* [Work item]: State the number of lines in the following data that contain the string "stats", and nothing else.

* [Data under study]:

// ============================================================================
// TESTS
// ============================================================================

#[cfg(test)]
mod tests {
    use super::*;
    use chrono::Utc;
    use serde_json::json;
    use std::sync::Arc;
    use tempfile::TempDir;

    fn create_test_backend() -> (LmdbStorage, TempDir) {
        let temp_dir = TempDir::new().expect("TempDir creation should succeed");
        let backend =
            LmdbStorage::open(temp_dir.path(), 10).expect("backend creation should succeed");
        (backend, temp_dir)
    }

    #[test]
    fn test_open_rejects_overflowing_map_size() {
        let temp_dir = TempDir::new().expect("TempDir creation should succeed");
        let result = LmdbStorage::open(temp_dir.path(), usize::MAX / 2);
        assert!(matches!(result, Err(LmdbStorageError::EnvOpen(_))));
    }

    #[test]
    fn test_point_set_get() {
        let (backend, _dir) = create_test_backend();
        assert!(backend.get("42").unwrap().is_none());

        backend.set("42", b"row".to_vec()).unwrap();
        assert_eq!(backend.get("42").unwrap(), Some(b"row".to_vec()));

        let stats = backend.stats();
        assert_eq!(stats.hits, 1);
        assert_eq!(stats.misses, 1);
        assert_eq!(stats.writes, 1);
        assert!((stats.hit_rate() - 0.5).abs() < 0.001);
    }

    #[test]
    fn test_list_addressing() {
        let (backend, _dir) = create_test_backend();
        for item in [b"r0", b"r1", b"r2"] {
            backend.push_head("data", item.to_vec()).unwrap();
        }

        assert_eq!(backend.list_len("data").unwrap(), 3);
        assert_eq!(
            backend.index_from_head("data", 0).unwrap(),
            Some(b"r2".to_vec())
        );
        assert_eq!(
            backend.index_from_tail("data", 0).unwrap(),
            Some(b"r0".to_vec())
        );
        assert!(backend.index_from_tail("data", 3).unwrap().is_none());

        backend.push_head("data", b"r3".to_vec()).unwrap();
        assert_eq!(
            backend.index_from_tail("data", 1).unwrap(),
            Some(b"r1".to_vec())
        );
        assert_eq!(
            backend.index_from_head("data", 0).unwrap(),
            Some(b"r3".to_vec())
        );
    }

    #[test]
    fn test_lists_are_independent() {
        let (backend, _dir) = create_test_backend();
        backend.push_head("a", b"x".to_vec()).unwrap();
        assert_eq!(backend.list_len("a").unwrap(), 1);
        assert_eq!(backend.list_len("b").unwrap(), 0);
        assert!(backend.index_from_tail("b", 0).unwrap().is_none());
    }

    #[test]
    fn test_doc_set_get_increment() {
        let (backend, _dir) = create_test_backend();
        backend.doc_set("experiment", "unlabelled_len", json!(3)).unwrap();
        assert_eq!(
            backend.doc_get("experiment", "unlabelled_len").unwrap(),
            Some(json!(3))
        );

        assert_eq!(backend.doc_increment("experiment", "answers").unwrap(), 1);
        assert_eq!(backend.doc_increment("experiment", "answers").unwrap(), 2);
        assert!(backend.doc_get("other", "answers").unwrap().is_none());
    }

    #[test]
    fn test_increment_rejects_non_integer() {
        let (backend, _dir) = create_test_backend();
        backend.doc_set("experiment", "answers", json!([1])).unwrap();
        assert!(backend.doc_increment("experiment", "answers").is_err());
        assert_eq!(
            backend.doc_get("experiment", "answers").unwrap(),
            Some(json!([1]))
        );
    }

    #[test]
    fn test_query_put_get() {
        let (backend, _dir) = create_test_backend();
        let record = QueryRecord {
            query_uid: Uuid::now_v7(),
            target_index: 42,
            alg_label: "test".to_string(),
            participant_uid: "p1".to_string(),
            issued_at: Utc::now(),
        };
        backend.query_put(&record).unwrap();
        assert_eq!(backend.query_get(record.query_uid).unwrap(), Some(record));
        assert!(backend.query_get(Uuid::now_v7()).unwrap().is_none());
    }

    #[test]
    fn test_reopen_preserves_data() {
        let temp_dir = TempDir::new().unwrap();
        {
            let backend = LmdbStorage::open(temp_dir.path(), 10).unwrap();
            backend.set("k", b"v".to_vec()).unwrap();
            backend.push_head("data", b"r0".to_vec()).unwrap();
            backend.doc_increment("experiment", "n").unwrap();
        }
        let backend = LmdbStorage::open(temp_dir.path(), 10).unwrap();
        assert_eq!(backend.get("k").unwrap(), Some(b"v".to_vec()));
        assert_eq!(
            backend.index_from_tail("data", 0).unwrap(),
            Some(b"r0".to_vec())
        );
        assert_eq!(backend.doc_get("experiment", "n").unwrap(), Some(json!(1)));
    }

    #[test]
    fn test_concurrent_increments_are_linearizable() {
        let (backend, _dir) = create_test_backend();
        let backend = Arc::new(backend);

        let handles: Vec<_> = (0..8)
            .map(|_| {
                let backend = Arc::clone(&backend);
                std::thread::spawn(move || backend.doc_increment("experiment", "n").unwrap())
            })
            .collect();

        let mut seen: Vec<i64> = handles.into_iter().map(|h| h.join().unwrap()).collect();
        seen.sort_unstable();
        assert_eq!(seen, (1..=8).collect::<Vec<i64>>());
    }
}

* [Answer to this task]: 5